Yes! Tooth decay in infants and young children most often occurs in the upper front teeth, but also may affect other teeth. Parents may not realize that a baby’s teeth can decay soon after they first appear. The decay may even enter the underlying bone structure, which can hurt development of the permanent teeth. This problem is frequently referred to as baby bottle tooth decay. This decay is caused by long-term exposure of a child’s teeth to liquids containing sugars. When a child consumes a sugary liquid, acid attacks the teeth and gums and causes decay.
How can children prevent damage to their teeth?
At school, children should rinse their mouth with water after meals, leaving their teeth free of sugar and acid. At home, encourage children to drink tap or fountain water. Use a straw when drinking soda to keep sugar away from teeth. If you purchase bottled water, be sure that it is fluoridated.

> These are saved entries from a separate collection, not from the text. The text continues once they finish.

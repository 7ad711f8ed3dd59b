//! Database access layer: connection pool helpers, entity models, and
//! repositories over the PostgreSQL schema in `db/migrations`.

use sqlx::postgres::PgPoolOptions;

pub mod models;
pub mod repositories;

pub type DbPool = sqlx::PgPool;

/// Embedded migrations, shared by the server startup path and `#[sqlx::test]`.
pub static MIGRATOR: sqlx::migrate::Migrator = sqlx::migrate!("../../db/migrations");

/// Create a connection pool from a database URL.
pub async fn create_pool(database_url: &str) -> Result<DbPool, sqlx::Error> {
    PgPoolOptions::new()
        .max_connections(20)
        .connect(database_url)
        .await
}

/// Verify the database answers a trivial query.
pub async fn health_check(pool: &DbPool) -> Result<(), sqlx::Error> {
    sqlx::query("SELECT 1").execute(pool).await?;
    Ok(())
}

/// Apply any pending migrations.
pub async fn run_migrations(pool: &DbPool) -> Result<(), sqlx::migrate::MigrateError> {
    tracing::debug!("Applying pending database migrations");
    MIGRATOR.run(pool).await
}
pub mod advertisement;
pub mod artist;
pub mod artist_group;
pub mod auth;
pub mod authority;
pub mod favorite;
pub mod health;
pub mod like;
pub mod notification;
pub mod schedule;
pub mod users;

use axum::routing::get;
use axum::Router;

use crate::handlers;
use crate::state::AppState;

/// Build the `/api/v1` route tree.
///
/// Route hierarchy:
///
/// ```text
/// /auth/register                        register (public)
/// /auth/verify-email                    email verification (public, ?token=)
/// /auth/login                           login (public)
/// /auth/refresh                         refresh (public)
/// /auth/logout                          logout (requires auth)
/// /auth/password-reset/request          request reset link (public)
/// /auth/password-reset/check-token      check reset token (public, ?token=)
/// /auth/password-reset/reset            set new password (public)
/// /auth/{provider}/callback             social login (google|kakao|naver)
///
/// /users/me                             get, update, delete own account
/// /users/staff                          staff directory (staff only)
///
/// /artists                              list, create (create: staff only)
/// /artists/{id}                         get, update, delete (write: staff only)
/// /artist-groups                        list, create (create: staff only)
/// /artist-groups/{id}                   get, update, delete (write: staff only)
/// /artists-and-groups                   combined catalog listing
///
/// /schedules                            public listing (?include_inactive)
/// /schedules/{id}                       schedule detail
/// /schedules/favorites                  caller's favorited schedules
/// /schedules/artist/{artist_id}         schedules for an artist
/// /schedules/artist-group/{group_id}    schedules for a group
/// /schedules/artist/manage              create (staff only, publishes events)
/// /schedules/artist/manage/{id}         update, delete (staff only)
/// /schedules/artist-group/manage        create (staff only, publishes events)
/// /schedules/artist-group/manage/{id}   update, delete (staff only)
///
/// /likes                                create, list own
/// /likes/all                            list all (staff only)
/// /likes/{id}                           delete (owner only)
///
/// /favorites                            create, list own
/// /favorites/all                        list all (staff only)
/// /favorites/{id}                       delete (owner only)
/// /favorites/schedule/{schedule_id}     delete by natural key
///
/// /notifications                        caller's notifications, newest first
///
/// /advertisements                       list, create (create: staff only)
/// /advertisements/{id}                  get, update, delete (write: staff only)
///
/// /authority                            file request, list queue (list: staff only)
/// ```
pub fn api_routes() -> Router<AppState> {
    Router::new()
        // Registration, login, tokens, password reset, social login.
        .nest("/auth", auth::router())
        // Own-account management and the staff directory.
        .nest("/users", users::router())
        // Catalog: artists and artist groups, staff-curated.
        .nest("/artists", artist::router())
        .nest("/artist-groups", artist_group::router())
        // Single-call combined catalog for the browse page.
        .route("/artists-and-groups", get(handlers::artist::list_combined))
        // Schedules, with the staff manage subtrees that publish events.
        .nest("/schedules", schedule::router())
        // Follows and bookmarks.
        .nest("/likes", like::router())
        .nest("/favorites", favorite::router())
        // Fan-out results, written by the notification dispatcher.
        .nest("/notifications", notification::router())
        // Advertisements, staff-curated.
        .nest("/advertisements", advertisement::router())
        // Staff-authority request queue.
        .nest("/authority", authority::router())
}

Remember, bottled juices are not a good alternative due to the high sugar content. Regular dental checkups, combined with brushing with fluoride toothpaste also will help protect children’s teeth.
How can I help my child prevent tooth decay?
Brushing teeth after meals, regular flossing and fluoride treatments are the best ways to prevent tooth decay. Children should also be supervised as they brush. A good rule of thumb is when children can dress themselves and tie their own shoes, then they are ready to brush unsupervised. Children should be supervised in proper flossing techniques until the age of 10. If you have any concerns about your child’s dental health or want some tips on preventing tooth decay, ask your dentist.
When should my child first see a dentist?
The ideal time is six months after your child’s first (primary) teeth erupt. This time frame is a perfect opportunity for the dentist to carefully examine the development of your child’s mouth. Because dental problems often start early, the sooner the visit the better. To safeguard against problems such as baby bottle tooth decay, teething irritations, gum disease, and prolonged thumb-sucking, your dentist can provide or recommend special preventive care.